impl Translator {
    pub fn new(generator: Arc<dyn TextGenerator>, retry: RetryPolicy, call_delay: Duration) -> Self {
        Self {
            generator,
            retry,
            throttle: Arc::new(Throttle::new(call_delay)),
        }
    }

    /// One throttled call, retried on rate limits.
    async fn call(&self, request: &GenerationRequest) -> Result<String, TranslateError> {
        let mut attempt = 0;
        loop {
            match self.throttle.run(self.generator.generate(request)).await {
                Ok(text) => return Ok(normalize_listing_text(text.trim_start()).to_string()),
                Err(GenerationError::RateLimited { retry_after }) => {
                    if attempt >= self.retry.max_retries {
                        return Err(TranslateError::RateLimitExhausted { retries: attempt });
                    }
                    let delay = self.retry.delay_for(attempt, retry_after);
                    tracing::warn!(
                        locale = %request.target_locale,
                        field = %request.field,
                        attempt = attempt + 1,
                        delay = ?delay,
                        "Text service rate limited; backing off"
                    );
                    tokio::time::sleep(delay).await;
                    attempt += 1;
                }
                Err(GenerationError::Failed(message)) => {
                    return Err(TranslateError::Generation(message));
                }
            }
        }
    }

    /// Translate one field and bring it within budget.
    ///
    /// `request.mode` is ignored; the first call always translates.
    pub async fn translate_field(
        &self,
        request: GenerationRequest,
    ) -> Result<FieldTranslation, TranslateError> {
        let request = GenerationRequest {
            mode: GenerationMode::Translate,
            ..request
        };
        let translated = self.call(&request).await?;
        let length = request.unit.measure(&translated);
        if length <= request.max_len {
            return Ok(FieldTranslation {
                field: request.field,
                text: translated,
                length,
                shortened_from: None,
            });
        }

        tracing::debug!(
            locale = %request.target_locale,
            field = %request.field,
            length,
            max_len = request.max_len,
            "Translation over budget; shortening"
        );
        let shorten = GenerationRequest {
            mode: GenerationMode::Shorten,
            text: translated,
            ..request
        };
        let shortened = self.call(&shorten).await?;
        let shortened_length = shorten.unit.measure(&shortened);
        if shortened_length > shorten.max_len {
            return Err(TranslateError::OverBudget {
                field: shorten.field,
                length: shortened_length,
                max_len: shorten.max_len,
                unit: shorten.unit,
            });
        }

        Ok(FieldTranslation {
            field: shorten.field,
            text: shortened,
            length: shortened_length,
            shortened_from: Some(length),
        })
    }

    /// Run a batch, reporting progress on `events`.
    ///
    /// A `done` event is always the last event sent. In strict mode the first
    /// over-budget field stops the batch and its error is returned.
    pub async fn run_batch(
        &self,
        request: BatchRequest,
        events: mpsc::Sender<TranslationEvent>,
    ) -> Result<BatchSummary, TranslateError> {
        let source_store = request.source.store;
        let target_store = request.target_store;
        let source_locale = request.source.locale.clone();
        let fields = batch_fields(&request);

        let mut targets: Vec<String> = Vec::new();
        for locale in &request.target_locales {
            let locale = canonicalize(locale).to_string();
            if !targets.contains(&locale) {
                targets.push(locale);
            }
        }

        emit(
            &events,
            TranslationEvent::Start {
                source_locale: source_locale.clone(),
                target_store,
                locales: targets.clone(),
                fields: fields.clone(),
            },
        )
        .await;
        tracing::info!(
            source_store = %source_store,
            target_store = %target_store,
            source_locale = %source_locale,
            locales = targets.len(),
            "Starting translation batch"
        );

        let mut summary = BatchSummary::default();
        let mut result = Ok(());

        'locales: for locale in targets {
            let existing = request
                .target_snapshot
                .as_ref()
                .and_then(|snapshot| snapshot.locale(&locale));

            if let Some(reason) = skip_reason(&request, &locale, &fields, existing) {
                summary.locales_skipped += 1;
                emit(&events, TranslationEvent::LocaleSkipped { locale, reason }).await;
                continue;
            }

            let mut context = TranslationContext {
                app_title: existing.and_then(|detail| detail.value(Field::Name).map(str::to_string)),
                style: request.style.clone(),
            };
            let mut translated = 0;
            let mut failed = 0;

            for field in &fields {
                let field = *field;
                let old_value = existing.and_then(|detail| detail.value(field).map(str::to_string));
                if old_value.is_some() && !request.overwrite {
                    continue;
                }
                let (Some(text), Some(spec)) =
                    (request.source.value(field), target_store.field_spec(field))
                else {
                    continue;
                };

                let outcome = self
                    .translate_field(GenerationRequest {
                        mode: GenerationMode::Translate,
                        text: text.to_string(),
                        source_locale: source_locale.clone(),
                        target_locale: locale.clone(),
                        field,
                        max_len: spec.max_len,
                        unit: spec.unit,
                        context: context.clone(),
                    })
                    .await;

                match outcome {
                    Ok(translation) => {
                        if let Some(from_length) = translation.shortened_from {
                            summary.shortened += 1;
                            emit(
                                &events,
                                TranslationEvent::FieldShortened {
                                    locale: locale.clone(),
                                    field,
                                    from_length,
                                    to_length: translation.length,
                                },
                            )
                            .await;
                        }
                        emit(
                            &events,
                            TranslationEvent::FieldTranslated {
                                locale: locale.clone(),
                                field,
                                text: translation.text.clone(),
                                length: translation.length,
                                max_len: spec.max_len,
                            },
                        )
                        .await;
                        if field.is_title() {
                            context.app_title = Some(translation.text.clone());
                        }
                        translated += 1;
                        summary.translated += 1;
                        summary.translations.push(TranslatedField {
                            store: target_store,
                            locale: locale.clone(),
                            field,
                            old_value,
                            new_value: translation.text,
                        });
                    }
                    Err(error) => {
                        tracing::warn!(
                            locale = %locale,
                            field = %field,
                            "Field translation failed: {}",
                            error
                        );
                        failed += 1;
                        summary.failed += 1;
                        emit(
                            &events,
                            TranslationEvent::FieldError {
                                locale: locale.clone(),
                                field,
                                error: error.to_string(),
                            },
                        )
                        .await;
                        if request.strict && matches!(error, TranslateError::OverBudget { .. }) {
                            summary.aborted = Some(error.to_string());
                            result = Err(error);
                            break 'locales;
                        }
                    }
                }
            }

            summary.locales_done += 1;
            emit(
                &events,
                TranslationEvent::LocaleDone {
                    locale,
                    translated,
                    failed,
                },
            )
            .await;
        }

        tracing::info!(
            translated = summary.translated,
            shortened = summary.shortened,
            failed = summary.failed,
            skipped = summary.locales_skipped,
            "Translation batch finished"
        );
        emit(
            &events,
            TranslationEvent::Done {
                summary: summary.clone(),
            },
        )
        .await;

        result.map(|()| summary)
    }

    /// Run a batch in the background and stream its events.
    pub fn spawn_batch(&self, request: BatchRequest) -> ReceiverStream<TranslationEvent> {
        let (sender, receiver) = mpsc::channel(EVENT_BUFFER);
        let translator = self.clone();
        tokio::spawn(async move {
            if let Err(error) = translator.run_batch(request, sender).await {
                tracing::warn!("Translation batch aborted: {}", error);
            }
        });
        ReceiverStream::new(receiver)
    }
}
//! Cached bearer tokens for storefront clients.

use std::fmt;
use std::sync::Arc;

use async_trait::async_trait;
use tokio::sync::Mutex;

use super::{StorefrontError, StorefrontResult};
use crate::util::unix_timestamp_now;

const EXPIRY_SKEW_SECONDS: i64 = 60;

#[derive(Clone, PartialEq, Eq)]
pub struct AccessToken {
    pub token: String,
    /// Expiry (Unix seconds)
    pub expires_at: i64,
}

impl AccessToken {
    /// Whether the token is expired or expires within the skew window.
    #[must_use]
    pub fn needs_refresh(&self, now: i64) -> bool {
        self.expires_at <= now.saturating_add(EXPIRY_SKEW_SECONDS)
    }
}

impl fmt::Debug for AccessToken {
    fn fmt(&self, formatter: &mut fmt::Formatter<'_>) -> fmt::Result {
        formatter
            .debug_struct("AccessToken")
            .field("token", &"[REDACTED]")
            .field("expires_at", &self.expires_at)
            .finish()
    }
}

/// Mints access tokens. Signing details live behind this trait.
#[async_trait]
pub trait TokenSource: Send + Sync {
    async fn fetch_token(&self) -> StorefrontResult<AccessToken>;
}

/// A pre-issued token that never expires from the client's point of view.
#[derive(Clone)]
pub struct StaticToken {
    token: String,
}

impl StaticToken {
    pub fn new(token: impl Into<String>) -> StorefrontResult<Self> {
        let token = token.into().trim().to_string();
        if token.is_empty() {
            return Err(StorefrontError::Auth("token must not be empty".to_string()));
        }
        Ok(Self { token })
    }
}

impl fmt::Debug for StaticToken {
    fn fmt(&self, formatter: &mut fmt::Formatter<'_>) -> fmt::Result {
        formatter
            .debug_struct("StaticToken")
            .field("token", &"[REDACTED]")
            .finish()
    }
}

#[async_trait]
impl TokenSource for StaticToken {
    async fn fetch_token(&self) -> StorefrontResult<AccessToken> {
        Ok(AccessToken {
            token: self.token.clone(),
            expires_at: i64::MAX,
        })
    }
}

/// Per-client token cache, refreshed when within 60 seconds of expiry.
pub struct TokenCache {
    source: Arc<dyn TokenSource>,
    cached: Mutex<Option<AccessToken>>,
}

impl TokenCache {
    pub fn new(source: Arc<dyn TokenSource>) -> Self {
        Self {
            source,
            cached: Mutex::new(None),
        }
    }

    /// Current bearer token, refreshing it first when needed.
    pub async fn bearer(&self) -> StorefrontResult<String> {
        let mut guard = self.cached.lock().await;
        if let Some(token) = guard.as_ref() {
            if !token.needs_refresh(unix_timestamp_now()) {
                return Ok(token.token.clone());
            }
        }

        let fresh = self.source.fetch_token().await?;
        tracing::debug!(expires_at = fresh.expires_at, "Refreshed storefront token");
        let bearer = fresh.token.clone();
        *guard = Some(fresh);
        Ok(bearer)
    }

    /// Drop the cached token so the next call refreshes.
    pub async fn invalidate(&self) {
        self.cached.lock().await.take();
    }
}

impl fmt::Debug for TokenCache {
    fn fmt(&self, formatter: &mut fmt::Formatter<'_>) -> fmt::Result {
        formatter.debug_struct("TokenCache").finish_non_exhaustive()
    }
}
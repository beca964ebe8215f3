//! Data models for storesync

mod field;
mod job;
mod snapshot;
mod store;

pub use field::{shared_fields, Field, FieldSpec, Unit};
pub use job::{JobId, JobLogLine, JobPayload, JobStatus, NewJob, StoreScope, SyncJob};
pub use snapshot::{LocaleDetail, Snapshot};
pub use store::Store;
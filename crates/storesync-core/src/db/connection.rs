//! Database connection management

use crate::error::Result;
use rusqlite::Connection;
use std::path::Path;

use super::migrations;

/// Owned `SQLite` connection with the schema applied
pub struct Database {
    conn: Connection,
}

impl Database {
    /// Open a database at the given path, creating it if it doesn't exist
    ///
    /// Runs migrations automatically.
    pub fn open(path: impl AsRef<Path>) -> Result<Self> {
        let conn = Connection::open(path.as_ref())?;
        let mut database = Self { conn };
        database.configure()?;
        database.migrate()?;
        tracing::debug!(path = %path.as_ref().display(), "Opened database");
        Ok(database)
    }

    /// Open an in-memory database (useful for testing)
    pub fn open_in_memory() -> Result<Self> {
        let conn = Connection::open_in_memory()?;
        let mut database = Self { conn };
        database.configure()?;
        database.migrate()?;
        Ok(database)
    }

    fn configure(&self) -> Result<()> {
        // WAL is unavailable for in-memory databases; ignore that case.
        self.conn
            .pragma_update(None, "journal_mode", "WAL")
            .ok();
        self.conn.pragma_update(None, "synchronous", "NORMAL")?;
        self.conn.pragma_update(None, "foreign_keys", "ON")?;
        Ok(())
    }

    fn migrate(&mut self) -> Result<()> {
        migrations::run(&mut self.conn)
    }

    /// Current schema version
    pub fn schema_version(&self) -> Result<i32> {
        migrations::get_version(&self.conn)
    }

    pub const fn connection(&self) -> &Connection {
        &self.conn
    }

    pub(crate) fn into_connection(self) -> Connection {
        self.conn
    }
}

#[cfg(test)]
mod tests {
    use super::*;
    use tempfile::tempdir;

    #[test]
    fn open_in_memory_applies_schema() {
        let db = Database::open_in_memory().unwrap();
        assert_eq!(db.schema_version().unwrap(), migrations::CURRENT_VERSION);
    }

    #[test]
    fn reopening_a_file_keeps_schema_version() {
        let tmp = tempdir().unwrap();
        let path = tmp.path().join("storesync.db");

        drop(Database::open(&path).unwrap());
        let db = Database::open(&path).unwrap();

        assert_eq!(db.schema_version().unwrap(), migrations::CURRENT_VERSION);
        let jobs: i64 = db
            .connection()
            .query_row("SELECT COUNT(*) FROM jobs", [], |row| row.get(0))
            .unwrap();
        assert_eq!(jobs, 0);
    }
}
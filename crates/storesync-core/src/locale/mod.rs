//! Locale catalog
//!
//! Canonical codes follow App Store Connect. Google Play uses a different
//! dialect for some languages (`iw-IL` for Hebrew, `zh-CN` for Simplified
//! Chinese, region-qualified codes where App Store Connect uses bare ones);
//! those codes are listed in an alias table and collapse to the canonical
//! code. Codes absent from the table pass through unchanged both ways.

use regex::Regex;
use serde::Serialize;
use std::collections::{BTreeMap, BTreeSet};
use std::sync::LazyLock;

use crate::models::Store;

/// `(store, native, canonical)`; the first entry for a store and canonical
/// code is the one used when mapping back to that store.
const ALIASES: &[(Store, &str, &str)] = &[
    (Store::GooglePlay, "ar", "ar-SA"),
    (Store::GooglePlay, "cs-CZ", "cs"),
    (Store::GooglePlay, "da-DK", "da"),
    (Store::GooglePlay, "el-GR", "el"),
    (Store::GooglePlay, "es-419", "es-MX"),
    (Store::GooglePlay, "fi-FI", "fi"),
    (Store::GooglePlay, "hi-IN", "hi"),
    (Store::GooglePlay, "hu-HU", "hu"),
    (Store::GooglePlay, "it-IT", "it"),
    (Store::GooglePlay, "iw-IL", "he"),
    (Store::GooglePlay, "he-IL", "he"),
    (Store::GooglePlay, "ja-JP", "ja"),
    (Store::GooglePlay, "ko-KR", "ko"),
    (Store::GooglePlay, "ms-MY", "ms"),
    (Store::GooglePlay, "no-NO", "no"),
    (Store::GooglePlay, "pl-PL", "pl"),
    (Store::GooglePlay, "ru-RU", "ru"),
    (Store::GooglePlay, "sv-SE", "sv"),
    (Store::GooglePlay, "tr-TR", "tr"),
    (Store::GooglePlay, "zh-CN", "zh-Hans"),
    (Store::GooglePlay, "zh-TW", "zh-Hant"),
];

const APP_STORE_LOCALES: &[&str] = &[
    "ar-SA", "ca", "cs", "da", "de-DE", "el", "en-AU", "en-CA", "en-GB", "en-US", "es-ES",
    "es-MX", "fi", "fr-CA", "fr-FR", "he", "hi", "hr", "hu", "id", "it", "ja", "ko", "ms",
    "nl-NL", "no", "pl", "pt-BR", "pt-PT", "ro", "ru", "sk", "sv", "th", "tr", "uk", "vi",
    "zh-Hans", "zh-Hant",
];

const GOOGLE_PLAY_LOCALES: &[&str] = &[
    "af", "am", "ar", "bg", "ca", "cs-CZ", "da-DK", "de-DE", "el-GR", "en-AU", "en-CA", "en-GB",
    "en-IN", "en-US", "es-419", "es-ES", "es-US", "et", "fa", "fi-FI", "fil", "fr-CA", "fr-FR",
    "hi-IN", "hr", "hu-HU", "id", "it-IT", "iw-IL", "ja-JP", "ko-KR", "lt", "lv", "ms", "ms-MY",
    "nl-NL", "no-NO", "pl-PL", "pt-BR", "pt-PT", "ro", "ru-RU", "sk", "sl", "sr", "sv-SE", "sw",
    "th", "tr-TR", "uk", "vi", "zh-CN", "zh-HK", "zh-TW", "zu",
];

static LOCALE_CODE: LazyLock<Regex> = LazyLock::new(|| {
    Regex::new(r"^[a-z]{2,3}(-[A-Za-z0-9]{2,8})*$").expect("locale code pattern is valid")
});

/// Map any storefront-native code to its canonical code.
pub fn canonicalize(code: &str) -> &str {
    let code = code.trim();
    ALIASES
        .iter()
        .find(|(_, native, _)| *native == code)
        .map_or(code, |(_, _, canonical)| *canonical)
}

/// Map a canonical code to the code `store` expects.
pub fn to_store_native(code: &str, store: Store) -> &str {
    let code = code.trim();
    ALIASES
        .iter()
        .find(|(alias_store, _, canonical)| *alias_store == store && *canonical == code)
        .map_or(code, |(_, native, _)| *native)
}

/// Canonical codes a storefront accepts.
pub fn supported_locales(store: Store) -> BTreeSet<&'static str> {
    let native = match store {
        Store::AppStore => APP_STORE_LOCALES,
        Store::GooglePlay => GOOGLE_PLAY_LOCALES,
    };
    native.iter().copied().map(canonicalize).collect()
}

/// Whether `store` accepts the locale, given any of its codes.
pub fn is_supported(code: &str, store: Store) -> bool {
    supported_locales(store).contains(canonicalize(code))
}

/// Every canonical code either storefront supports.
pub fn known_locales() -> BTreeSet<&'static str> {
    Store::ALL.into_iter().flat_map(supported_locales).collect()
}

/// Syntactic check for a BCP-47-like locale code.
pub fn is_valid_code(code: &str) -> bool {
    LOCALE_CODE.is_match(code)
}

/// One storefront's view of a locale row.
#[derive(Debug, Clone, PartialEq, Eq, Serialize)]
pub struct StoreMembership {
    /// The locale exists on the storefront
    pub configured: bool,
    /// The storefront accepts the locale
    pub supported: bool,
    pub native_code: String,
}

/// A canonical locale and its presence on each storefront.
#[derive(Debug, Clone, PartialEq, Eq, Serialize)]
pub struct LocaleRow {
    pub locale: String,
    pub stores: BTreeMap<Store, StoreMembership>,
    /// Stores that support the locale but do not have it yet
    pub addable_to: Vec<Store>,
}

impl LocaleRow {
    pub fn is_configured(&self, store: Store) -> bool {
        self.stores.get(&store).is_some_and(|member| member.configured)
    }
}

/// Combine a locale universe with each store's configured locales.
///
/// Configured codes may be native or canonical; rows come back sorted by
/// canonical code.
pub fn build_locale_matrix<'a>(
    known: impl IntoIterator<Item = &'a str>,
    configured: &'a BTreeMap<Store, Vec<String>>,
) -> Vec<LocaleRow> {
    let configured: BTreeMap<Store, BTreeSet<&str>> = configured
        .iter()
        .map(|(store, codes)| (*store, codes.iter().map(|code| canonicalize(code)).collect()))
        .collect();

    let universe: BTreeSet<&str> = known
        .into_iter()
        .map(canonicalize)
        .chain(configured.values().flatten().copied())
        .collect();

    universe
        .into_iter()
        .map(|locale| {
            let stores: BTreeMap<Store, StoreMembership> = Store::ALL
                .into_iter()
                .map(|store| {
                    let membership = StoreMembership {
                        configured: configured
                            .get(&store)
                            .is_some_and(|codes| codes.contains(locale)),
                        supported: is_supported(locale, store),
                        native_code: to_store_native(locale, store).to_string(),
                    };
                    (store, membership)
                })
                .collect();
            let addable_to = stores
                .iter()
                .filter(|(_, member)| member.supported && !member.configured)
                .map(|(store, _)| *store)
                .collect();
            LocaleRow {
                locale: locale.to_string(),
                stores,
                addable_to,
            }
        })
        .collect()
}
★ ★ ★ ★ ★
• **What to do**
Show every line of the data that includes the string "first".

• **Expected answer**
    /// `request.mode` is ignored; the first call always translates.
    /// A `done` event is always the last event sent. In strict mode the first
    /// Current bearer token, refreshing it first when needed.
/// `(store, native, canonical)`; the first entry for a store and canonical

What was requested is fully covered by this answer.